> _Source material_
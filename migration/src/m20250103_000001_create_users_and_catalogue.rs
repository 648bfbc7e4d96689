use sea_orm_migration::prelude::*;

#[derive(DeriveIden)]
enum Users {
    Table,
    Id,
    Username,
    PhoneNumber,
    IsPhoneVerified,
    PasswordHash,
    IsStaff,
    CreatedAt,
    UpdatedAt,
}

#[derive(DeriveIden)]
enum Banners {
    Table,
    Id,
    NameEn,
    NameHu,
    Image,
    Queue,
}

#[derive(DeriveIden)]
enum Categories {
    Table,
    Id,
    NameEn,
    NameHu,
    Image,
    Queue,
}

#[derive(DeriveIden)]
enum Products {
    Table,
    Id,
    NameEn,
    NameHu,
    DescriptionEn,
    DescriptionHu,
    Price,
    Discount,
    NewPrice,
    IsBest,
    IsActive,
    Thumbnail,
    Image,
    CategoryId,
}

#[derive(DeriveMigrationName)]
pub struct Migration;

#[async_trait::async_trait]
impl MigrationTrait for Migration {
    async fn up(&self, manager: &SchemaManager) -> Result<(), DbErr> {
        manager
            .create_table(
                Table::create()
                    .table(Users::Table)
                    .if_not_exists()
                    .col(
                        ColumnDef::new(Users::Id)
                            .big_integer()
                            .not_null()
                            .auto_increment()
                            .primary_key(),
                    )
                    .col(ColumnDef::new(Users::Username).string_len(150).not_null())
                    .col(ColumnDef::new(Users::PhoneNumber).string_len(16).null())
                    .col(
                        ColumnDef::new(Users::IsPhoneVerified)
                            .boolean()
                            .not_null()
                            .default(false),
                    )
                    .col(
                        ColumnDef::new(Users::PasswordHash)
                            .string_len(255)
                            .not_null(),
                    )
                    .col(
                        ColumnDef::new(Users::IsStaff)
                            .boolean()
                            .not_null()
                            .default(false),
                    )
                    .col(
                        ColumnDef::new(Users::CreatedAt)
                            .timestamp_with_time_zone()
                            .not_null()
                            .default(Expr::cust("NOW()")),
                    )
                    .col(
                        ColumnDef::new(Users::UpdatedAt)
                            .timestamp_with_time_zone()
                            .not_null()
                            .default(Expr::cust("NOW()")),
                    )
                    .to_owned(),
            )
            .await?;

        // Postgres allows several NULLs under a unique index
        manager
            .create_index(
                Index::create()
                    .if_not_exists()
                    .name("idx_users_phone_number_unique")
                    .table(Users::Table)
                    .col(Users::PhoneNumber)
                    .unique()
                    .to_owned(),
            )
            .await?;

        manager
            .create_index(
                Index::create()
                    .if_not_exists()
                    .name("idx_users_username_unique")
                    .table(Users::Table)
                    .col(Users::Username)
                    .unique()
                    .to_owned(),
            )
            .await?;

        manager
            .create_table(
                Table::create()
                    .table(Banners::Table)
                    .if_not_exists()
                    .col(
                        ColumnDef::new(Banners::Id)
                            .big_integer()
                            .not_null()
                            .auto_increment()
                            .primary_key(),
                    )
                    .col(ColumnDef::new(Banners::NameEn).string_len(100).not_null())
                    .col(ColumnDef::new(Banners::NameHu).string_len(100).not_null())
                    .col(ColumnDef::new(Banners::Image).string_len(255).not_null())
                    .col(ColumnDef::new(Banners::Queue).integer().null())
                    .to_owned(),
            )
            .await?;

        manager
            .create_table(
                Table::create()
                    .table(Categories::Table)
                    .if_not_exists()
                    .col(
                        ColumnDef::new(Categories::Id)
                            .big_integer()
                            .not_null()
                            .auto_increment()
                            .primary_key(),
                    )
                    .col(
                        ColumnDef::new(Categories::NameEn)
                            .string_len(100)
                            .not_null(),
                    )
                    .col(
                        ColumnDef::new(Categories::NameHu)
                            .string_len(100)
                            .not_null(),
                    )
                    .col(
                        ColumnDef::new(Categories::Image)
                            .string_len(255)
                            .not_null()
                            .default(""),
                    )
                    .col(ColumnDef::new(Categories::Queue).integer().not_null())
                    .to_owned(),
            )
            .await?;

        manager
            .create_table(
                Table::create()
                    .table(Products::Table)
                    .if_not_exists()
                    .col(
                        ColumnDef::new(Products::Id)
                            .big_integer()
                            .not_null()
                            .auto_increment()
                            .primary_key(),
                    )
                    .col(ColumnDef::new(Products::NameEn).string_len(100).not_null())
                    .col(ColumnDef::new(Products::NameHu).string_len(100).not_null())
                    .col(ColumnDef::new(Products::DescriptionEn).text().not_null())
                    .col(ColumnDef::new(Products::DescriptionHu).text().not_null())
                    .col(
                        ColumnDef::new(Products::Price)
                            .decimal_len(15, 2)
                            .not_null(),
                    )
                    .col(
                        ColumnDef::new(Products::Discount)
                            .integer()
                            .not_null()
                            .default(0)
                            .check(Expr::col(Products::Discount).between(0, 100)),
                    )
                    .col(
                        ColumnDef::new(Products::NewPrice)
                            .decimal_len(10, 2)
                            .not_null(),
                    )
                    .col(
                        ColumnDef::new(Products::IsBest)
                            .boolean()
                            .not_null()
                            .default(false),
                    )
                    .col(
                        ColumnDef::new(Products::IsActive)
                            .boolean()
                            .not_null()
                            .default(true),
                    )
                    .col(
                        ColumnDef::new(Products::Thumbnail)
                            .string_len(255)
                            .not_null(),
                    )
                    .col(ColumnDef::new(Products::Image).string_len(255).not_null())
                    .col(
                        ColumnDef::new(Products::CategoryId)
                            .big_integer()
                            .not_null(),
                    )
                    .foreign_key(
                        ForeignKey::create()
                            .name("fk_products_category")
                            .from(Products::Table, Products::CategoryId)
                            .to(Categories::Table, Categories::Id)
                            .on_delete(ForeignKeyAction::Cascade),
                    )
                    .to_owned(),
            )
            .await?;

        manager
            .create_index(
                Index::create()
                    .if_not_exists()
                    .name("idx_products_category")
                    .table(Products::Table)
                    .col(Products::CategoryId)
                    .to_owned(),
            )
            .await?;

        Ok(())
    }

    async fn down(&self, manager: &SchemaManager) -> Result<(), DbErr> {
        manager
            .drop_table(Table::drop().if_exists().table(Products::Table).to_owned())
            .await?;
        manager
            .drop_table(Table::drop().if_exists().table(Categories::Table).to_owned())
            .await?;
        manager
            .drop_table(Table::drop().if_exists().table(Banners::Table).to_owned())
            .await?;
        manager
            .drop_table(Table::drop().if_exists().table(Users::Table).to_owned())
            .await?;
        Ok(())
    }
}
use chrono::{DateTime, Utc};
use rust_decimal::Decimal;
use sea_orm::entity::prelude::*;
use sea_orm::{DeriveActiveEnum, EnumIter};
use serde::{Deserialize, Serialize};
use utoipa::ToSchema;

use super::orders::OrderStatus;

#[derive(
    Debug,
    Clone,
    Copy,
    Serialize,
    Deserialize,
    PartialEq,
    Eq,
    Hash,
    ToSchema,
    DeriveActiveEnum,
    EnumIter,
)]
#[sea_orm(
    rs_type = "String",
    db_type = "Enum",
    enum_name = "order_item_status"
)]
#[serde(rename_all = "snake_case")]
pub enum OrderItemStatus {
    #[sea_orm(string_value = "pending")]
    Pending,
    #[sea_orm(string_value = "active")]
    Active,
    #[sea_orm(string_value = "completed")]
    Completed,
    #[sea_orm(string_value = "canceled")]
    Canceled,
}

impl OrderItemStatus {
    pub fn is_terminal(&self) -> bool {
        matches!(self, OrderItemStatus::Completed | OrderItemStatus::Canceled)
    }
}

impl std::fmt::Display for OrderItemStatus {
    fn fmt(&self, f: &mut std::fmt::Formatter<'_>) -> std::fmt::Result {
        match self {
            OrderItemStatus::Pending => write!(f, "pending"),
            OrderItemStatus::Active => write!(f, "active"),
            OrderItemStatus::Completed => write!(f, "completed"),
            OrderItemStatus::Canceled => write!(f, "canceled"),
        }
    }
}

/// 明细一旦被订单认领，状态始终与订单保持一致
impl From<OrderStatus> for OrderItemStatus {
    fn from(status: OrderStatus) -> Self {
        match status {
            OrderStatus::Active => OrderItemStatus::Active,
            OrderStatus::Completed => OrderItemStatus::Completed,
            OrderStatus::Canceled => OrderItemStatus::Canceled,
        }
    }
}

/// 订单明细（购物车条目）
/// - 创建时为 Pending，不属于任何订单
/// - total = round(quantity * product.new_price, 1)
#[derive(Clone, Debug, PartialEq, DeriveEntityModel, Eq)]
#[sea_orm(table_name = "order_items")]
pub struct Model {
    #[sea_orm(primary_key)]
    pub id: i64,
    pub user_id: i64,
    pub product_id: i64,
    pub quantity: i32,
    #[sea_orm(column_type = "Decimal(Some((10, 2)))")]
    pub total: Decimal,
    pub status: OrderItemStatus,
    pub created_at: DateTime<Utc>,
}

#[derive(Copy, Clone, Debug, EnumIter, DeriveRelation)]
pub enum Relation {
    #[sea_orm(
        belongs_to = "super::users::Entity",
        from = "Column::UserId",
        to = "super::users::Column::Id",
        on_delete = "Cascade"
    )]
    User,
    #[sea_orm(
        belongs_to = "super::products::Entity",
        from = "Column::ProductId",
        to = "super::products::Column::Id",
        on_delete = "Cascade"
    )]
    Product,
    #[sea_orm(has_many = "super::order_item_relations::Entity")]
    OrderItemRelations,
}

impl Related<super::users::Entity> for Entity {
    fn to() -> RelationDef {
        Relation::User.def()
    }
}

impl Related<super::products::Entity> for Entity {
    fn to() -> RelationDef {
        Relation::Product.def()
    }
}

impl Related<super::order_item_relations::Entity> for Entity {
    fn to() -> RelationDef {
        Relation::OrderItemRelations.def()
    }
}

impl Related<super::orders::Entity> for Entity {
    fn to() -> RelationDef {
        super::order_item_relations::Relation::Order.def()
    }

    fn via() -> Option<RelationDef> {
        Some(super::order_item_relations::Relation::OrderItem.def().rev())
    }
}

impl ActiveModelBehavior for ActiveModel {}
use crate::entities::user_entity;
use chrono::{DateTime, Utc};
use serde::{Deserialize, Serialize};
use utoipa::ToSchema;

#[derive(Debug, Serialize, Deserialize, ToSchema)]
pub struct RegisterRequest {
    #[schema(example = "anna")]
    pub username: String,
    #[schema(example = "+36201234567")]
    pub phone_number: String,
}

#[derive(Debug, Serialize, Deserialize, ToSchema)]
pub struct RegisterResponse {
    /// 验证码有效期（秒）
    pub expires_in: i64,
}

#[derive(Debug, Serialize, Deserialize, ToSchema)]
pub struct VerifyPhoneRequest {
    #[schema(example = "+36201234567")]
    pub phone_number: String,
    #[schema(example = "123456")]
    pub code: String,
}

#[derive(Debug, Serialize, Deserialize, ToSchema)]
pub struct LoginRequest {
    #[schema(example = "admin")]
    pub username: String,
    pub password: String,
}

#[derive(Debug, Serialize, Deserialize, ToSchema)]
pub struct UserResponse {
    pub id: i64,
    pub username: String,
    pub phone_number: Option<String>,
    pub is_phone_verified: bool,
    pub created_at: DateTime<Utc>,
}

impl From<user_entity::Model> for UserResponse {
    fn from(user: user_entity::Model) -> Self {
        Self {
            id: user.id,
            username: user.username,
            phone_number: user.phone_number,
            is_phone_verified: user.is_phone_verified,
            created_at: user.created_at,
        }
    }
}

#[derive(Debug, Serialize, Deserialize, ToSchema)]
pub struct AuthResponse {
    pub user: UserResponse,
    pub access_token: String,
    pub refresh_token: String,
    pub expires_in: i64,
}

#[derive(Debug, Serialize, Deserialize, ToSchema)]
pub struct SendCodeRequest {
    #[schema(example = "+36201234567")]
    pub phone_number: String,
}

#[derive(Debug, Serialize, Deserialize, ToSchema)]
pub struct RefreshTokenRequest {
    pub refresh_token: String,
}
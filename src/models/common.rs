use serde::{Deserialize, Serialize};
use utoipa::ToSchema;

#[derive(Debug, Serialize, Deserialize, ToSchema)]
pub struct ApiResponse<T> {
    pub success: bool,
    #[serde(skip_serializing_if = "Option::is_none")]
    pub data: Option<T>,
    #[serde(skip_serializing_if = "Option::is_none")]
    pub message: Option<String>,
    #[serde(skip_serializing_if = "Option::is_none")]
    pub error: Option<ApiError>,
}

#[derive(Debug, Serialize, Deserialize, ToSchema)]
pub struct ApiError {
    pub code: String,
    pub message: String,
}

impl<T> ApiResponse<T> {
    pub fn success(data: T) -> Self {
        Self {
            success: true,
            data: Some(data),
            message: None,
            error: None,
        }
    }

    pub fn success_with_message(data: T, message: String) -> Self {
        Self {
            success: true,
            data: Some(data),
            message: Some(message),
            error: None,
        }
    }
}

#[cfg(test)]
mod tests {
    use super::*;

    #[test]
    fn test_success_envelope_skips_empty_fields() {
        let body = serde_json::to_value(ApiResponse::success(5)).unwrap();
        assert_eq!(body, serde_json::json!({ "success": true, "data": 5 }));
    }

    #[test]
    fn test_success_with_message() {
        let body =
            serde_json::to_value(ApiResponse::success_with_message((), "done".into())).unwrap();
        assert_eq!(body["message"], "done");
        assert_eq!(body["success"], true);
    }
}
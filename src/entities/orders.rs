use chrono::{DateTime, Utc};
use rust_decimal::Decimal;
use sea_orm::entity::prelude::*;
use sea_orm::{DeriveActiveEnum, EnumIter};
use serde::{Deserialize, Serialize};
use utoipa::ToSchema;

#[derive(
    Debug,
    Clone,
    Copy,
    Serialize,
    Deserialize,
    PartialEq,
    Eq,
    Hash,
    ToSchema,
    DeriveActiveEnum,
    EnumIter,
)]
#[sea_orm(rs_type = "String", db_type = "Enum", enum_name = "order_status")]
#[serde(rename_all = "snake_case")]
pub enum OrderStatus {
    #[sea_orm(string_value = "active")]
    Active,
    #[sea_orm(string_value = "completed")]
    Completed,
    #[sea_orm(string_value = "canceled")]
    Canceled,
}

impl OrderStatus {
    /// Completed / Canceled 为终态，不允许再修改
    pub fn is_terminal(&self) -> bool {
        matches!(self, OrderStatus::Completed | OrderStatus::Canceled)
    }

    /// Active 可迁移到任意状态（含自身），终态不可迁移
    pub fn can_transition_to(&self, _next: OrderStatus) -> bool {
        !self.is_terminal()
    }
}

impl Default for OrderStatus {
    fn default() -> Self {
        OrderStatus::Active
    }
}

impl std::fmt::Display for OrderStatus {
    fn fmt(&self, f: &mut std::fmt::Formatter<'_>) -> std::fmt::Result {
        match self {
            OrderStatus::Active => write!(f, "active"),
            OrderStatus::Completed => write!(f, "completed"),
            OrderStatus::Canceled => write!(f, "canceled"),
        }
    }
}

#[derive(Clone, Debug, PartialEq, DeriveEntityModel, Eq)]
#[sea_orm(table_name = "orders")]
pub struct Model {
    #[sea_orm(primary_key)]
    pub id: i64,
    pub user_id: i64,
    /// 明细合计，两位小数；成员变化时重新计算
    #[sea_orm(column_type = "Decimal(Some((10, 2)))")]
    pub sum_total: Decimal,
    pub status: OrderStatus,
    pub created_at: DateTime<Utc>,
    pub updated_at: DateTime<Utc>,
}

#[derive(Copy, Clone, Debug, EnumIter, DeriveRelation)]
pub enum Relation {
    #[sea_orm(
        belongs_to = "super::users::Entity",
        from = "Column::UserId",
        to = "super::users::Column::Id",
        on_delete = "Cascade"
    )]
    User,
    #[sea_orm(has_many = "super::order_item_relations::Entity")]
    OrderItemRelations,
}

impl Related<super::users::Entity> for Entity {
    fn to() -> RelationDef {
        Relation::User.def()
    }
}

impl Related<super::order_item_relations::Entity> for Entity {
    fn to() -> RelationDef {
        Relation::OrderItemRelations.def()
    }
}

impl Related<super::order_items::Entity> for Entity {
    fn to() -> RelationDef {
        super::order_item_relations::Relation::OrderItem.def()
    }

    fn via() -> Option<RelationDef> {
        Some(super::order_item_relations::Relation::Order.def().rev())
    }
}

impl ActiveModelBehavior for ActiveModel {}
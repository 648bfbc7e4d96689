use super::current_user_id;
use crate::models::*;
use crate::services::UserService;
use actix_web::{HttpRequest, HttpResponse, Result, ResponseError, web};
use serde_json::json;

#[utoipa::path(
    get,
    path = "/user/profile",
    tag = "user",
    security(
        ("bearer_auth" = [])
    ),
    responses(
        (status = 200, description = "获取用户资料成功", body = UserResponse),
        (status = 401, description = "未授权"),
        (status = 404, description = "用户不存在")
    )
)]
pub async fn get_profile(
    user_service: web::Data<UserService>,
    req: HttpRequest,
) -> Result<HttpResponse> {
    let user_id = match current_user_id(&req) {
        Ok(id) => id,
        Err(e) => return Ok(e.error_response()),
    };

    match user_service.get_user_profile(user_id).await {
        Ok(user) => Ok(HttpResponse::Ok().json(json!({
            "success": true,
            "data": user
        }))),
        Err(e) => Ok(e.error_response()),
    }
}

pub fn user_config(cfg: &mut web::ServiceConfig) {
    cfg.service(web::scope("/user").route("/profile", web::get().to(get_profile)));
}
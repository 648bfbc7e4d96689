use super::current_user_id;
use crate::models::*;
use crate::services::OrderItemService;
use actix_web::{HttpRequest, HttpResponse, Result, ResponseError, web};
use serde_json::json;

#[utoipa::path(
    get,
    path = "/order-items",
    tag = "order-item",
    params(
        ("page" = Option<u32>, Query, description = "页码"),
        ("per_page" = Option<u32>, Query, description = "每页数量"),
        ("status" = Option<OrderItemStatus>, Query, description = "明细状态")
    ),
    security(
        ("bearer_auth" = [])
    ),
    responses(
        (status = 200, description = "获取明细列表成功", body = PaginatedOrderItemResponse),
        (status = 401, description = "未授权")
    )
)]
pub async fn list_order_items(
    order_item_service: web::Data<OrderItemService>,
    req: HttpRequest,
    query: web::Query<OrderItemQuery>,
) -> Result<HttpResponse> {
    let user_id = match current_user_id(&req) {
        Ok(id) => id,
        Err(e) => return Ok(e.error_response()),
    };

    match order_item_service.list_order_items(user_id, &query).await {
        Ok(response) => Ok(HttpResponse::Ok().json(json!({
            "success": true,
            "data": response
        }))),
        Err(e) => Ok(e.error_response()),
    }
}

#[utoipa::path(
    post,
    path = "/order-items",
    tag = "order-item",
    request_body = CreateOrderItemRequest,
    security(
        ("bearer_auth" = [])
    ),
    responses(
        (status = 201, description = "明细已创建（Pending）", body = OrderItemResponse),
        (status = 400, description = "数量超出范围或商品未启用"),
        (status = 404, description = "商品不存在")
    )
)]
pub async fn create_order_item(
    order_item_service: web::Data<OrderItemService>,
    req: HttpRequest,
    request: web::Json<CreateOrderItemRequest>,
) -> Result<HttpResponse> {
    let user_id = match current_user_id(&req) {
        Ok(id) => id,
        Err(e) => return Ok(e.error_response()),
    };

    match order_item_service
        .create_order_item(user_id, request.into_inner())
        .await
    {
        Ok(item) => Ok(HttpResponse::Created().json(json!({
            "success": true,
            "data": item
        }))),
        Err(e) => Ok(e.error_response()),
    }
}

#[utoipa::path(
    get,
    path = "/order-items/{id}",
    tag = "order-item",
    params(
        ("id" = i64, Path, description = "明细ID")
    ),
    security(
        ("bearer_auth" = [])
    ),
    responses(
        (status = 200, description = "明细详情", body = OrderItemResponse),
        (status = 404, description = "明细不存在")
    )
)]
pub async fn get_order_item(
    order_item_service: web::Data<OrderItemService>,
    req: HttpRequest,
    path: web::Path<i64>,
) -> Result<HttpResponse> {
    let user_id = match current_user_id(&req) {
        Ok(id) => id,
        Err(e) => return Ok(e.error_response()),
    };

    match order_item_service
        .get_order_item(user_id, path.into_inner())
        .await
    {
        Ok(item) => Ok(HttpResponse::Ok().json(json!({
            "success": true,
            "data": item
        }))),
        Err(e) => Ok(e.error_response()),
    }
}

#[utoipa::path(
    patch,
    path = "/order-items/{id}",
    tag = "order-item",
    params(
        ("id" = i64, Path, description = "明细ID")
    ),
    request_body = UpdateOrderItemRequest,
    security(
        ("bearer_auth" = [])
    ),
    responses(
        (status = 200, description = "数量已更新", body = OrderItemResponse),
        (status = 400, description = "明细已被订单认领或数量超出范围"),
        (status = 404, description = "明细不存在")
    )
)]
pub async fn update_order_item(
    order_item_service: web::Data<OrderItemService>,
    req: HttpRequest,
    path: web::Path<i64>,
    request: web::Json<UpdateOrderItemRequest>,
) -> Result<HttpResponse> {
    let user_id = match current_user_id(&req) {
        Ok(id) => id,
        Err(e) => return Ok(e.error_response()),
    };

    match order_item_service
        .update_quantity(user_id, path.into_inner(), request.into_inner())
        .await
    {
        Ok(item) => Ok(HttpResponse::Ok().json(json!({
            "success": true,
            "data": item
        }))),
        Err(e) => Ok(e.error_response()),
    }
}

#[utoipa::path(
    delete,
    path = "/order-items/{id}",
    tag = "order-item",
    params(
        ("id" = i64, Path, description = "明细ID")
    ),
    security(
        ("bearer_auth" = [])
    ),
    responses(
        (status = 200, description = "明细已删除"),
        (status = 400, description = "已完成或已取消的明细不可删除"),
        (status = 404, description = "明细不存在")
    )
)]
pub async fn delete_order_item(
    order_item_service: web::Data<OrderItemService>,
    req: HttpRequest,
    path: web::Path<i64>,
) -> Result<HttpResponse> {
    let user_id = match current_user_id(&req) {
        Ok(id) => id,
        Err(e) => return Ok(e.error_response()),
    };

    match order_item_service
        .delete_order_item(user_id, path.into_inner())
        .await
    {
        Ok(()) => Ok(HttpResponse::Ok().json(json!({
            "success": true,
            "message": "Order item deleted"
        }))),
        Err(e) => Ok(e.error_response()),
    }
}

pub fn order_item_config(cfg: &mut web::ServiceConfig) {
    cfg.service(
        web::scope("/order-items")
            .route("", web::get().to(list_order_items))
            .route("", web::post().to(create_order_item))
            .route("/{id}", web::get().to(get_order_item))
            .route("/{id}", web::patch().to(update_order_item))
            .route("/{id}", web::delete().to(delete_order_item)),
    );
}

> _Your objective_
Return a copy of each line in the entries that contains "Categories".

> _Answer_
enum Categories {
                    .table(Categories::Table)
                        ColumnDef::new(Categories::Id)
                        ColumnDef::new(Categories::NameEn)
                        ColumnDef::new(Categories::NameHu)
                        ColumnDef::new(Categories::Image)
                    .col(ColumnDef::new(Categories::Queue).integer().not_null())
                            .to(Categories::Table, Categories::Id)
            .drop_table(Table::drop().if_exists().table(Categories::Table).to_owned())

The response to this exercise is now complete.